Il acquiesça. Mon corps était gourd, paralysé à partir du cou.
— J’ai une dernière faveur à formuler, cependant, continua-t-il. Si ce n’est pas trop te demander.
Je ne sais quelle expression il lut sur mon visage mais il tressaillit. Sans me laisser le loisir d’identifier cette émotion, il se ressaisit, et recomposa son masque de pierre.
— Tout ce que tu voudras, répondis-je d’un ton un peu plus ferme.
Ses prunelles de givre fondirent, et l’or s’en liquéfia de nouveau, fusion incandescente qui incendia les miennes avec une intensité qui me coupa le souffle.
— Pas d’acte téméraire ou stupide, m’ordonna-t-il en redevenant celui que j’aimais. Entendu ?
Je hochai la tête, hypnotisée. Puis son regard se figea derechef, et la réserve reprit le dessus.
— C’est à Charlie que je pense, bien sûr. Il a besoin de toi. Prends soin de toi... pour lui.
— D’accord.
Il parut se détendre un peu.
— En échange, je vais te faire une promesse. Je te jure que tu ne me reverras plus jamais. Je ne reviendrai pas. Je ne t’entraînerai plus dans ce genre d’épreuves. Vis ta vie, je ne m’en mêlerai plus. Ce sera comme si je n’avais jamais existé.
Mes genoux tremblaient sans doute car, soudain, les arbres vacillèrent. Le sang battait à mes tempes plus vite que de coutume, son martèlement assourdissant les paroles d’Edward.
— Rassure-toi, enchaîna-t-il, presque tendrement, vous autres humains avez la mémoire courte. Le temps guérit les blessures de ceux qui appartiennent à votre espèce.

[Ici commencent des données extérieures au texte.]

//! Form and query parameters of the journal route.

use std::convert::Infallible;

use axum::extract::{Form, FromRequest, Multipart, Query, Request};
use axum::http::{Method, header};
use serde::Deserialize;
use utoipa::{IntoParams, ToSchema};

/// The `name` field accepted by `/user`. Documents the route; extraction
/// goes through [`FormName`].
#[derive(Debug, Clone, Default, Deserialize, IntoParams, ToSchema)]
#[into_params(parameter_in = Query)]
pub struct NameParams {
    /// Name to record or look up.
    #[serde(default)]
    pub name: Option<String>,
}

/// Value of the `name` form field, empty when absent.
///
/// Body fields come first, from a url-encoded or `multipart/form-data`
/// body, followed by the query string; the first `name` wins. GET and HEAD
/// bodies are ignored. Malformed input counts as "no name" rather than
/// rejecting the request.
#[derive(Debug, Clone, Default, PartialEq, Eq)]
pub struct FormName(pub String);

impl<S> FromRequest<S> for FormName
where
    S: Send + Sync,
{
    type Rejection = Infallible;

    async fn from_request(req: Request, state: &S) -> Result<Self, Self::Rejection> {
        let query = Query::<Vec<(String, String)>>::try_from_uri(req.uri())
            .map(|Query(pairs)| pairs)
            .unwrap_or_default();
        let body = body_fields(req, state).await;
        Ok(Self(first_name(body.into_iter().chain(query))))
    }
}

/// Returns the first `name` value among `fields`, or an empty string.
fn first_name(fields: impl IntoIterator<Item = (String, String)>) -> String {
    fields
        .into_iter()
        .find_map(|(key, value)| (key == "name").then_some(value))
        .unwrap_or_default()
}

async fn body_fields<S>(req: Request, state: &S) -> Vec<(String, String)>
where
    S: Send + Sync,
{
    if req.method() == Method::GET || req.method() == Method::HEAD {
        return Vec::new();
    }
    let content_type = req
        .headers()
        .get(header::CONTENT_TYPE)
        .and_then(|v| v.to_str().ok())
        .unwrap_or_default()
        .to_ascii_lowercase();

    if content_type.starts_with("multipart/form-data") {
        let Ok(multipart) = Multipart::from_request(req, state).await else {
            return Vec::new();
        };
        multipart_fields(multipart).await
    } else if content_type.starts_with("application/x-www-form-urlencoded") {
        Form::<Vec<(String, String)>>::from_request(req, state)
            .await
            .map(|Form(pairs)| pairs)
            .unwrap_or_default()
    } else {
        Vec::new()
    }
}

/// Collects the text parts of a multipart body. File uploads are skipped.
async fn multipart_fields(mut multipart: Multipart) -> Vec<(String, String)> {
    let mut fields = Vec::new();
    while let Ok(Some(field)) = multipart.next_field().await {
        if field.file_name().is_some() {
            continue;
        }
        let Some(key) = field.name().map(str::to_owned) else {
            continue;
        };
        match field.text().await {
            Ok(value) => fields.push((key, value)),
            Err(err) => {
                tracing::debug!(error = %err, "unreadable multipart field");
                break;
            }
        }
    }
    fields
}

#[cfg(test)]
#[allow(clippy::panic)]
mod tests {
    use super::*;
    use axum::body::Body;

    fn pair(key: &str, value: &str) -> (String, String) {
        (key.to_string(), value.to_string())
    }

    async fn extract(req: Request) -> String {
        let Ok(FormName(name)) = FormName::from_request(req, &()).await;
        name
    }

    fn request(method: &str, uri: &str, content_type: &str, body: &str) -> Request {
        let Ok(req) = Request::builder()
            .method(method)
            .uri(uri)
            .header(header::CONTENT_TYPE, content_type)
            .body(Body::from(body.to_string()))
        else {
            panic!("request");
        };
        req
    }

    #[test]
    fn first_name_skips_other_keys() {
        let fields = vec![pair("other", "x"), pair("name", "a"), pair("name", "b")];
        assert_eq!(first_name(fields), "a");
        assert_eq!(first_name(vec![pair("other", "x")]), "");
    }

    #[tokio::test]
    async fn urlencoded_body_wins_over_query() {
        let req = request(
            "POST",
            "/user?name=query",
            "application/x-www-form-urlencoded",
            "name=body",
        );
        assert_eq!(extract(req).await, "body");
    }

    #[tokio::test]
    async fn duplicate_query_names_take_the_first() {
        let req = request("POST", "/user?name=a&name=b", "text/plain", "");
        assert_eq!(extract(req).await, "a");
    }

    #[tokio::test]
    async fn multipart_text_part_is_read() {
        let body = "--X\r\nContent-Disposition: form-data; name=\"name\"\r\n\r\nalice\r\n--X--\r\n";
        let req = request("POST", "/user", "multipart/form-data; boundary=X", body);
        assert_eq!(extract(req).await, "alice");
    }

    #[tokio::test]
    async fn multipart_file_part_is_ignored() {
        let body = "--X\r\nContent-Disposition: form-data; name=\"name\"; filename=\"n.txt\"\r\n\r\nalice\r\n--X--\r\n";
        let req = request("POST", "/user?name=bob", "multipart/form-data; boundary=X", body);
        assert_eq!(extract(req).await, "bob");
    }

    #[tokio::test]
    async fn get_reads_only_the_query() {
        let req = request(
            "GET",
            "/user?name=alice",
            "application/x-www-form-urlencoded",
            "name=body",
        );
        assert_eq!(extract(req).await, "alice");
    }

    #[tokio::test]
    async fn garbage_body_means_no_name() {
        let req = request("POST", "/user", "multipart/form-data; boundary=X", "not multipart");
        assert_eq!(extract(req).await, "");
    }
}
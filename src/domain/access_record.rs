//! A single journal entry.
//!
//! [`AccessRecord`] pairs a caller-supplied name with a server-generated
//! RFC 3339 timestamp. Construction is the only place the non-empty name
//! invariant is checked, so every backend can trust what it receives.

use std::fmt;

use chrono::{DateTime, SecondsFormat, Utc};

use crate::error::JournalError;

/// One access event: who, and when the server saw it.
#[derive(Debug, Clone, PartialEq, Eq)]
pub struct AccessRecord {
    name: String,
    timestamp: String,
}

impl AccessRecord {
    /// Creates a record stamped with the current UTC time.
    ///
    /// # Errors
    ///
    /// Returns [`JournalError::MissingName`] if `name` is empty.
    pub fn now(name: impl Into<String>) -> Result<Self, JournalError> {
        Self::at(name, Utc::now())
    }

    /// Creates a record stamped with `at`, truncated to whole seconds.
    ///
    /// # Errors
    ///
    /// Returns [`JournalError::MissingName`] if `name` is empty.
    pub fn at(name: impl Into<String>, at: DateTime<Utc>) -> Result<Self, JournalError> {
        let name = name.into();
        if name.is_empty() {
            return Err(JournalError::MissingName);
        }
        Ok(Self {
            name,
            timestamp: at.to_rfc3339_opts(SecondsFormat::Secs, true),
        })
    }

    /// Name the access was recorded for.
    #[must_use]
    pub fn name(&self) -> &str {
        &self.name
    }

    /// RFC 3339 timestamp, e.g. `2026-10-17T09:30:00Z`.
    #[must_use]
    pub fn timestamp(&self) -> &str {
        &self.timestamp
    }

    /// Journal file line, newline included.
    #[must_use]
    pub fn to_line(&self) -> String {
        format!("{self}\n")
    }
}

impl fmt::Display for AccessRecord {
    fn fmt(&self, f: &mut fmt::Formatter<'_>) -> fmt::Result {
        write!(f, "{},{}", self.name, self.timestamp)
    }
}

#[cfg(test)]
#[allow(clippy::panic)]
mod tests {
    use super::*;
    use chrono::TimeZone;

    #[test]
    fn empty_name_is_rejected() {
        let result = AccessRecord::now("");
        assert!(matches!(result, Err(JournalError::MissingName)));
    }

    #[test]
    fn timestamp_is_rfc3339_with_seconds() {
        let Some(at) = Utc.with_ymd_and_hms(2026, 10, 17, 9, 30, 0).single() else {
            panic!("valid date");
        };
        let Ok(record) = AccessRecord::at("alice", at) else {
            panic!("valid record");
        };
        assert_eq!(record.timestamp(), "2026-10-17T09:30:00Z");
        assert!(DateTime::parse_from_rfc3339(record.timestamp()).is_ok());
    }

    #[test]
    fn line_format_is_name_comma_timestamp() {
        let Some(at) = Utc.with_ymd_and_hms(2026, 1, 2, 3, 4, 5).single() else {
            panic!("valid date");
        };
        let Ok(record) = AccessRecord::at("bob", at) else {
            panic!("valid record");
        };
        assert_eq!(record.to_line(), "bob,2026-01-02T03:04:05Z\n");
    }

    #[test]
    fn now_stamps_current_time() {
        let before = Utc::now().timestamp();
        let Ok(record) = AccessRecord::now("carol") else {
            panic!("valid record");
        };
        let Ok(parsed) = DateTime::parse_from_rfc3339(record.timestamp()) else {
            panic!("unparsable timestamp");
        };
        assert!(parsed.timestamp() >= before);
        assert_eq!(record.name(), "carol");
    }
}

— Et la tienne ? réussis-je à répliquer, en dépit de la boule qui obstruait ma gorge au point que j’avais la sensation d’étouffer.
— Eh bien... Je n’oublierai pas. Toutefois, ma... race se laisse facilement distraire.
Il sourit – pas avec les yeux –, recula.
— Voilà, c’est tout. Nous ne t’importunerons plus.
Le pluriel me fit réagir, ce qui me surprit, tant je pensais être anesthésiée.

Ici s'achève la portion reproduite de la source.